In 1967, even as moving their pop and rock song roster to Columbia and Parlophone, EMI converted HMV completely to a classical song label exclusively. For the emerging revolutionary rock style consisting of Pink Floyd, who had debuted on Columbia, EMI mounted a brand new subsidiary label, Harvest Records, years later.
In 1971, Electric & Musical Industries changed its call to EMI Ltd. And on 1 January 1973 EMI phased out most of its background labels and changing them with the EMI imprint. On 1 July 1973 the Gramophone Company subsidiary (The Gramophone Co. Ltd.) changed into renamed EMI Records Ltd as nicely, and in February 1979, EMI Ltd acquired United Artists Records and with it their subsidiary labels Liberty Records and Imperial Records.
Eight months later, Thorn Electrical Industries merged with EMI Ltd. To shape Thorn EMI.

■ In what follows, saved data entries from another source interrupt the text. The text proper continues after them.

//! QwenRelay — browser-backed HTTP proxy for the chat.qwen.ai web client.

use std::io::Write;
use std::path::PathBuf;
use std::sync::Arc;

use tracing::{error, info, warn};
use tracing_subscriber::EnvFilter;

mod routes;
mod state;

use qwenrelay_browser::{BrowserSession, ConsoleGate};
use qwenrelay_core::Config;
use state::AppState;

fn resolve_data_dir() -> PathBuf {
    std::env::var("QWENRELAY_DATA_DIR")
        .map(PathBuf::from)
        .unwrap_or_else(|_| PathBuf::from("data"))
}

/// Ask the operator how to launch when a saved session exists. Returns
/// whether the browser should start visible (fresh interactive sign-in).
async fn prompt_launch_mode(has_snapshot: bool) -> bool {
    if !has_snapshot {
        info!("No saved session found, starting with interactive sign-in");
        return true;
    }

    println!();
    println!("Saved session found. Launch mode:");
    println!("  1 - reuse the saved session (no interactive sign-in)");
    println!("  2 - fresh interactive sign-in");
    print!("Choice (1/2, default 1): ");
    let _ = std::io::stdout().flush();

    let answer = tokio::task::spawn_blocking(|| {
        let mut line = String::new();
        let _ = std::io::stdin().read_line(&mut line);
        line
    })
    .await
    .unwrap_or_default();

    let fresh = answer.trim() == "2";
    if fresh {
        info!("Starting with a fresh interactive sign-in");
    } else {
        info!("Starting with the saved session");
    }
    fresh
}

async fn shutdown_signal() {
    #[cfg(unix)]
    {
        use tokio::signal::unix::{signal, SignalKind};
        let mut terminate = match signal(SignalKind::terminate()) {
            Ok(terminate) => terminate,
            Err(e) => {
                warn!("Failed to install SIGTERM handler: {}", e);
                let _ = tokio::signal::ctrl_c().await;
                return;
            }
        };
        tokio::select! {
            _ = tokio::signal::ctrl_c() => {}
            _ = terminate.recv() => {}
        }
    }
    #[cfg(not(unix))]
    {
        let _ = tokio::signal::ctrl_c().await;
    }
}

#[tokio::main]
async fn main() -> anyhow::Result<()> {
    tracing_subscriber::fmt()
        .with_env_filter(
            EnvFilter::try_from_default_env().unwrap_or_else(|_| EnvFilter::new("info")),
        )
        .init();

    let data_dir = resolve_data_dir();
    info!("Data directory: {}", data_dir.display());

    let config = Config::from_env(&data_dir)?;
    let port = config.port;

    let session = Arc::new(BrowserSession::new(&config, Arc::new(ConsoleGate)));

    let visible = prompt_launch_mode(session.has_snapshot()).await;
    if !session.init(visible).await {
        error!("Failed to initialize the browser, exiting");
        std::process::exit(1);
    }

    let state = Arc::new(AppState::new(config, session.clone()));
    let app = routes::build_router(state);

    let addr = format!("0.0.0.0:{port}");
    let listener = tokio::net::TcpListener::bind(&addr).await?;
    info!("QwenRelay listening on {}", addr);
    info!("API available at http://localhost:{}/api", port);
    info!("Authentication status: GET /api/status");
    info!("Send a message:        POST /api/chat");
    info!("List models:           GET /api/models");
    info!("Manage chats:          /api/chats, /api/chats/{{chatId}}, /api/chats/cleanup");

    axum::serve(listener, app)
        .with_graceful_shutdown(shutdown_signal())
        .await?;

    info!("Termination signal received, closing the browser...");
    session.shutdown().await;
    info!("Shutdown complete");

    Ok(())
}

Ten years later in 1989, Thorn EMI sold a 50% interest in Chrysalis Records, finishing the buyout years later. Six months after completing the buyout of Chrysalis, Thorn EMI bought Virgin Records from Richard Branson in one of its highest-profile and maximum high-priced acquisitions in record music records. In 1992, Thorn EMI entered the Christian song marketplace through obtaining Sparrow Records.